Goal of the exercise
From the records below, output exactly the lines running from the line containing "it; otherwise replaces" through the line containing "let mut recipes", and no others.

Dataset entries
.....

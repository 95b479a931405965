//! Route guard wrapper.

use dioxus::prelude::*;
use store::guard::{evaluate, GuardOutcome, RouteRequirement};

use crate::session::use_session;

/// Renders its children only when the guard allows it; otherwise replaces
/// the location with the login view (not authenticated) or the home view
/// (authenticated but wrong role). Evaluated on every render, so a logout
/// while the view is open redirects on the next pass.
#[component]
pub fn Guarded(requirement: RouteRequirement, children: Element) -> Element {
    let session = use_session();
    let current = session.current();

    match evaluate(current.as_ref(), &requirement) {
        GuardOutcome::Render => rsx! {
            {children}
        },
        GuardOutcome::RedirectLogin => {
            crate::redirect("/login");
            rsx! {}
        }
        GuardOutcome::RedirectHome => {
            tracing::warn!("navigation rejected: role not permitted");
            crate::redirect("/");
            rsx! {}
        }
    }
}
//! Profile view: the viewer's own recipes, comments and ratings.

use api::models::{Comment, RatingEntry, RecipeSummary};
use dioxus::prelude::*;
use store::RouteRequirement;
use ui::{initials, use_api, use_session, ErrorBanner, Guarded, RecipeCard, Stars};

use crate::Route;

#[derive(Clone, Copy, PartialEq)]
enum ProfileTab {
    Recipes,
    Comments,
    Ratings,
}

#[component]
pub fn Profile() -> Element {
    rsx! {
        Guarded {
            requirement: RouteRequirement::Authenticated,
            ProfileContent {}
        }
    }
}

#[component]
fn ProfileContent() -> Element {
    let api = use_api();
    let session = use_session();
    let nav = use_navigator();

    let mut tab = use_signal(|| ProfileTab::Recipes);
    let mut recipes = use_signal(Vec::<RecipeSummary>::new);
    let mut comments = use_signal(Vec::<Comment>::new);
    let mut ratings = use_signal(Vec::<RatingEntry>::new);
    let mut error = use_signal(String::new);

    let current = session.current();

    // Each tab switch fetches fresh data for the visible tab only.
    let _loader = use_resource(move || {
        let api = api.clone();
        let selected = tab();
        async move {
            error.set(String::new());
            let outcome = match selected {
                ProfileTab::Recipes => match api.my_recipes().await {
                    Ok(list) => {
                        recipes.set(list);
                        Ok(())
                    }
                    Err(err) => Err(err),
                },
                ProfileTab::Comments => match api.my_comments().await {
                    Ok(list) => {
                        comments.set(list);
                        Ok(())
                    }
                    Err(err) => Err(err),
                },
                ProfileTab::Ratings => match api.my_ratings().await {
                    Ok(list) => {
                        ratings.set(list);
                        Ok(())
                    }
                    Err(err) => Err(err),
                },
            };
            if let Err(err) = outcome {
                tracing::error!("fetching profile data: {err}");
                error.set(format!("Could not load your activity: {}", err.message()));
            }
        }
    });

    let open_recipe = move |id: i64| {
        nav.push(Route::RecipeDetail { id });
    };

    let Some(user) = current else {
        return rsx! {};
    };

    rsx! {
        div {
            class: "page profile",
            header {
                class: "profile-header",
                span { class: "avatar avatar-large", "{initials(&user.username)}" }
                div {
                    h1 { "{user.username}" }
                    span { class: "chip", "{user.role.label()}" }
                }
            }

            div {
                class: "tabs",
                button {
                    class: if tab() == ProfileTab::Recipes { "tab tab-active" } else { "tab" },
                    onclick: move |_| tab.set(ProfileTab::Recipes),
                    "My Recipes"
                }
                button {
                    class: if tab() == ProfileTab::Comments { "tab tab-active" } else { "tab" },
                    onclick: move |_| tab.set(ProfileTab::Comments),
                    "My Comments"
                }
                button {
                    class: if tab() == ProfileTab::Ratings { "tab tab-active" } else { "tab" },
                    onclick: move |_| tab.set(ProfileTab::Ratings),
                    "My Ratings"
                }
            }

            ErrorBanner { message: error() }

            {match tab() {
                ProfileTab::Recipes => rsx! {
                    if recipes().is_empty() {
                        p { class: "empty-state", "You haven't posted any recipes yet." }
                    }
                    div {
                        class: "recipe-grid",
                        for recipe in recipes() {
                            RecipeCard {
                                key: "{recipe.id}",
                                recipe: recipe.clone(),
                                on_open: open_recipe,
                            }
                        }
                    }
                },
                ProfileTab::Comments => rsx! {
                    if comments().is_empty() {
                        p { class: "empty-state", "You haven't commented on anything yet." }
                    }
                    div {
                        class: "activity-list",
                        for comment in comments() {
                            div {
                                key: "{comment.id}",
                                class: "activity-item",
                                p { class: "comment-body", "{comment.content}" }
                                if let Some(recipe) = comment.recipe.as_ref() {
                                    Link {
                                        to: Route::RecipeDetail { id: recipe.id },
                                        {format!("on {}", recipe.title.as_deref().unwrap_or("a recipe"))}
                                    }
                                }
                            }
                        }
                    }
                },
                ProfileTab::Ratings => rsx! {
                    if ratings().is_empty() {
                        p { class: "empty-state", "You haven't rated any recipes yet." }
                    }
                    div {
                        class: "activity-list",
                        for rating in ratings() {
                            div {
                                key: "{rating.id}",
                                class: "activity-item",
                                Stars { value: rating.score as f64 }
                                if let Some(recipe) = rating.recipe.as_ref() {
                                    Link {
                                        to: Route::RecipeDetail { id: recipe.id },
                                        {recipe.title.clone().unwrap_or_else(|| "View recipe".to_string())}
                                    }
                                }
                            }
                        }
                    }
                },
            }}
        }
    }
}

.....

Answer area
/// Renders its children only when the guard allows it; otherwise replaces
/// the location with the login view (not authenticated) or the home view
/// (authenticated but wrong role). Evaluated on every render, so a logout
/// while the view is open redirects on the next pass.
#[component]
pub fn Guarded(requirement: RouteRequirement, children: Element) -> Element {
    let session = use_session();
    let current = session.current();

    match evaluate(current.as_ref(), &requirement) {
        GuardOutcome::Render => rsx! {
            {children}
        },
        GuardOutcome::RedirectLogin => {
            crate::redirect("/login");
            rsx! {}
        }
        GuardOutcome::RedirectHome => {
            tracing::warn!("navigation rejected: role not permitted");
            crate::redirect("/");
            rsx! {}
        }
    }
}
//! Profile view: the viewer's own recipes, comments and ratings.

use api::models::{Comment, RatingEntry, RecipeSummary};
use dioxus::prelude::*;
use store::RouteRequirement;
use ui::{initials, use_api, use_session, ErrorBanner, Guarded, RecipeCard, Stars};

use crate::Route;

#[derive(Clone, Copy, PartialEq)]
enum ProfileTab {
    Recipes,
    Comments,
    Ratings,
}

#[component]
pub fn Profile() -> Element {
    rsx! {
        Guarded {
            requirement: RouteRequirement::Authenticated,
            ProfileContent {}
        }
    }
}

#[component]
fn ProfileContent() -> Element {
    let api = use_api();
    let session = use_session();
    let nav = use_navigator();

    let mut tab = use_signal(|| ProfileTab::Recipes);
    let mut recipes = use_signal(Vec::<RecipeSummary>::new);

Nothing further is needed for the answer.